As Cartas do Rambam — a coletânea crescente das cartas pessoais e históricas de Rabeinu Moshe ben Maimon (1138–1204), escritas a comunidades judaicas em momentos de crise
Além de suas grandes obras legais e filosóficas — o Comentário à Mishná, o Mishneh Torá, o Moreh Nevuchim — o Rambam escreveu ao longo da vida um conjunto de cartas pessoais dirigidas a comunidades e indivíduos em momentos de crise, dúvida ou necessidade de orientação. Estas cartas revelam uma faceta diferente do sábio: não o codificador sistemático, mas o pastor, o conselheiro, o homem que responde com urgência e calor humano a perguntas concretas de gente concreta, sob pressão real.

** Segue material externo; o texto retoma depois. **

#[cfg(test)]
mod tests {
    use super::*;
    use serde_json::json;

    fn request(body: serde_json::Value) -> CreatePackageRequest {
        serde_json::from_value(body).expect("request should deserialize")
    }

    #[test]
    fn test_stringly_typed_fields_are_coerced() {
        let req = request(json!({
            "departure_city": "CMN",
            "departure_date": "2025-03-15",
            "return_date": "2025-03-29",
            "adults": "2",
            "children": "1",
            "total_price": "1234.50"
        }));

        let new = NewPackage::try_from(req).unwrap();
        assert_eq!(new.adults, 2);
        assert_eq!(new.children, 1);
        assert_eq!(new.total_price, Decimal::from_str("1234.50").unwrap());
    }

    #[test]
    fn test_numeric_fields_are_accepted() {
        let req = request(json!({
            "departure_city": "CMN",
            "departure_date": "2025-03-15T00:00:00.000Z",
            "return_date": "2025-03-29",
            "adults": 3,
            "total_price": 899.9
        }));

        let new = NewPackage::try_from(req).unwrap();
        assert_eq!(new.adults, 3);
        assert_eq!(new.children, 0);
        assert_eq!(new.total_price, Decimal::from_str("899.9").unwrap());
        assert_eq!(new.departure_date, NaiveDate::from_ymd_opt(2025, 3, 15).unwrap());
    }

    #[test]
    fn test_malformed_numbers_are_rejected() {
        let req = request(json!({
            "departure_city": "CMN",
            "departure_date": "2025-03-15",
            "return_date": "2025-03-29",
            "adults": "two",
            "total_price": "100"
        }));
        assert!(matches!(NewPackage::try_from(req), Err(CoreError::ValidationError(_))));

        let req = request(json!({
            "departure_city": "CMN",
            "departure_date": "2025-03-15",
            "return_date": "2025-03-29",
            "adults": "2",
            "total_price": "-5"
        }));
        assert!(matches!(NewPackage::try_from(req), Err(CoreError::ValidationError(_))));
    }

    #[test]
    fn test_return_before_departure_is_rejected() {
        let req = request(json!({
            "departure_city": "CMN",
            "departure_date": "2025-03-15",
            "return_date": "2025-03-01",
            "adults": 1,
            "total_price": 10
        }));
        assert!(NewPackage::try_from(req).is_err());
    }

    #[test]
    fn test_patch_ignores_owner_and_stamps_update() {
        let owner = UserId::new(Uuid::new_v4());
        let mut package = Package::new(
            owner,
            NewPackage {
                departure_city: "CMN".to_string(),
                departure_date: NaiveDate::from_ymd_opt(2025, 3, 15).unwrap(),
                return_date: NaiveDate::from_ymd_opt(2025, 3, 29).unwrap(),
                adults: 1,
                children: 0,
                total_price: Decimal::from(100),
            },
        );
        let before = package.updated_at;

        let req: UpdatePackageRequest = serde_json::from_value(json!({
            "user_id": Uuid::new_v4(),
            "adults": "4"
        }))
        .unwrap();
        let patch = PackagePatch::try_from(req).unwrap();
        let later = before + chrono::Duration::seconds(5);
        patch.apply(&mut package, later);

        assert_eq!(package.user_id, owner);
        assert_eq!(package.adults, 4);
        assert_eq!(package.updated_at, later);
    }

    #[test]
    fn test_hotel_stay_total() {
        let option = HotelOption::snapshot(
            Uuid::new_v4(),
            &NewHotelOption {
                hotel_ref: "med-001".to_string(),
                name: "Dar Al Taqwa".to_string(),
                city: "Medina".to_string(),
                address: None,
                star_rating: Some(5),
                price_per_night: Decimal::from_str("189.50").unwrap(),
                nights: 4,
                currency: "EUR".to_string(),
            },
        );
        assert_eq!(option.stay_total(), Decimal::from(758));
    }
}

Iggerot HaRambam reúne estas cartas em tradução integral, hebraico e português lado a lado. Esta coleção, ainda em crescimento, começa pela mais célebre e historicamente significativa delas — a Iggeret Teiman, a Carta ao Iêmen, escrita por volta de 1172 para reconfortar e orientar a comunidade judaica do Iêmen, então sob ameaça de conversão forçada e às voltas com um pretendente messiânico. A ela se soma o Maamar Kiddush HaShem, o Tratado sobre a Santificação do Nome, escrito ainda jovem, durante a perseguição almóada em Sefarad e no Magrebe, sobre os judeus obrigados a professar o islã sob ameaça de morte. Agora a coleção se amplia com três tratados de gênero muito distinto: o Pirkei HaHatzlakhah, um tratado ético-filosófico sobre a felicidade última da alma; o Maamar HaIbur, um manual técnico sobre o cálculo do calendário hebraico; e o Maamar Neged Galinos, um tratado polêmico-científico contra o médico grego Galeno. Outras cartas serão incorporadas à coleção nas próximas etapas.